BEGIN Material for this exercise

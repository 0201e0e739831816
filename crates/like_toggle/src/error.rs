// This Source Code Form is subject to the terms of the Mozilla Public
// License, v. 2.0. If a copy of the MPL was not distributed with this
// file, You can obtain one at https://mozilla.org/MPL/2.0/.

use std::fmt;

use thiserror::Error;

pub type Result<T, E = Error> = std::result::Result<T, E>;

/// Which of the bound elements a selector was meant to find.
#[derive(Clone, Copy, Debug, PartialEq, Eq)]
pub enum Role {
    Button,
    Icon,
    Count,
}

impl Role {
    pub const fn as_str(self) -> &'static str {
        match self {
            Role::Button => "button",
            Role::Icon => "icon",
            Role::Count => "count",
        }
    }
}

impl fmt::Display for Role {
    fn fmt(&self, f: &mut fmt::Formatter<'_>) -> fmt::Result {
        f.write_str(self.as_str())
    }
}

#[derive(Debug, Error, PartialEq, Eq)]
pub enum Error {
    #[error("no {role} element matches `{selector}`")]
    ElementNotFound { role: Role, selector: String },

    #[error("counter text {text:?} is not a number")]
    CounterParse { text: String },

    #[error("no document to bind to")]
    NoDocument,

    #[error("like toggle was already started on this page")]
    AlreadyStarted,
}
// This Source Code Form is subject to the terms of the Mozilla Public
// License, v. 2.0. If a copy of the MPL was not distributed with this
// file, You can obtain one at https://mozilla.org/MPL/2.0/.

use std::cell::{Cell, RefCell};
use std::rc::Rc;

use gloo_events::EventListener;
use log::{error, info, warn};
use web_sys::Document;

use crate::config::Config;
use crate::dom::DomSurface;
use crate::error::{Error, Result};
use crate::icon::IconMapping;
use crate::state::ToggleState;
use crate::toggle::LikeToggle;

/// A like button with a live `click` listener. Dropping it removes the listener.
pub struct Binding {
    toggle: Rc<RefCell<LikeToggle<DomSurface>>>,
    listener: EventListener,
}

impl Binding {
    pub fn state(&self) -> ToggleState {
        self.toggle.borrow().state()
    }

    /// Keep the listener attached for the rest of the page's lifetime.
    pub fn forget(self) {
        self.listener.forget();
    }
}

/// Find the like button in `document` and start handling its clicks.
pub fn bind(document: &Document, config: Config) -> Result<Binding> {
    let surface = DomSurface::query(document, &config.selectors)?;
    let button = surface.button().clone();

    if config.mapping == IconMapping::Inverted {
        warn!("binding like button with inverted icons, liked posts will show the outline glyph");
    }

    let toggle = LikeToggle::new(surface, config.mapping);

    if config.render_on_bind {
        toggle.render();
    }

    let toggle = Rc::new(RefCell::new(toggle));
    let listener = EventListener::new(&button, "click", {
        let toggle = toggle.clone();

        move |_| match toggle.try_borrow_mut() {
            Ok(mut toggle) => {
                toggle.click();
            }
            Err(_) => warn!("click arrived while the like button was updating, ignored"),
        }
    });

    Ok(Binding { toggle, listener })
}

thread_local! {
    static INIT: Cell<bool> = const { Cell::new(false) };

    static HOOKS: Cell<bool> = const { Cell::new(false) };
}

/// Bind the like button of the current page. Can only succeed once per page.
pub fn try_start(config: Config) -> Result<()> {
    if INIT.get() {
        return Err(Error::AlreadyStarted);
    }

    let document = web_sys::window()
        .and_then(|window| window.document())
        .ok_or(Error::NoDocument)?;

    bind(&document, config)?.forget();

    INIT.set(true);

    Ok(())
}

/// Set up logging and bind the like button of the current page.
///
/// Failures are written to the console and leave the rest of the page untouched.
pub fn start(config: Config) {
    init_hooks();

    match try_start(config) {
        Ok(()) => info!("like button bound"),
        Err(err) => error!("like button disabled: {err}"),
    }
}

/// Panic hook and console logger are process-wide and must only be installed once.
fn init_hooks() {
    if HOOKS.replace(true) {
        return;
    }

    init_panic_hook();
    init_logger();
}

fn init_logger() {
    let level = if cfg!(debug_assertions) {
        log::Level::Debug
    } else {
        log::Level::Info
    };

    wasm_logger::init(wasm_logger::Config::new(level));
}

fn init_panic_hook() {
    // Only enable console hook on debug builds
    #[cfg(debug_assertions)]
    std::panic::set_hook(Box::new(console_error_panic_hook::hook));
}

END Material for this exercise

What you will do
Every line of the records that includes the word "rest" should be gathered.

Finished exercise
    /// Keep the listener attached for the rest of the page's lifetime.
/// Failures are written to the console and leave the rest of the page untouched.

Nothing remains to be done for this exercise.